Task details: The answer must be a single number: how many lines in this listing hold the word "fade".

Dataset content:
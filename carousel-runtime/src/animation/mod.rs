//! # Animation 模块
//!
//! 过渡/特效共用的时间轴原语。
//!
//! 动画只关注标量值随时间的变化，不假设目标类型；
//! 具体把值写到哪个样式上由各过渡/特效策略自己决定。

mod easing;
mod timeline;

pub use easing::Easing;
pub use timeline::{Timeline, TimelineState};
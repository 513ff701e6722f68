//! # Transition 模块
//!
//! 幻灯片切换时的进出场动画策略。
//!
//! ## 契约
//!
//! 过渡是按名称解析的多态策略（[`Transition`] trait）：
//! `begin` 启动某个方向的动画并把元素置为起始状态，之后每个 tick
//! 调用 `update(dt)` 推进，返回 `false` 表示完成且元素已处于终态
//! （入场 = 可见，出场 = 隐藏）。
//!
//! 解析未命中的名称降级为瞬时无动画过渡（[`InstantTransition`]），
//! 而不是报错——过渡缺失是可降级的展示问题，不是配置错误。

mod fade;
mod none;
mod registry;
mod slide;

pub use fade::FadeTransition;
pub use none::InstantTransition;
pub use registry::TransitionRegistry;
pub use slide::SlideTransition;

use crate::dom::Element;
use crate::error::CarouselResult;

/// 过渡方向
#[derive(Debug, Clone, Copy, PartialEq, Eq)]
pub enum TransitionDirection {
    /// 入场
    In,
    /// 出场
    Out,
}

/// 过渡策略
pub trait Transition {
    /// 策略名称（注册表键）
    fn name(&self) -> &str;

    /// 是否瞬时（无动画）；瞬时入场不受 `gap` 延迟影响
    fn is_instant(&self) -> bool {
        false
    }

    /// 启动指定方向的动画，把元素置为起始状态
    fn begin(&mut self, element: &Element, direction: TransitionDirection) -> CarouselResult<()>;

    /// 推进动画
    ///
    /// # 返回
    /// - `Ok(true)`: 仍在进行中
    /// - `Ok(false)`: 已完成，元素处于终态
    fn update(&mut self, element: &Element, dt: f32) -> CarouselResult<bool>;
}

Result for this exercise: 2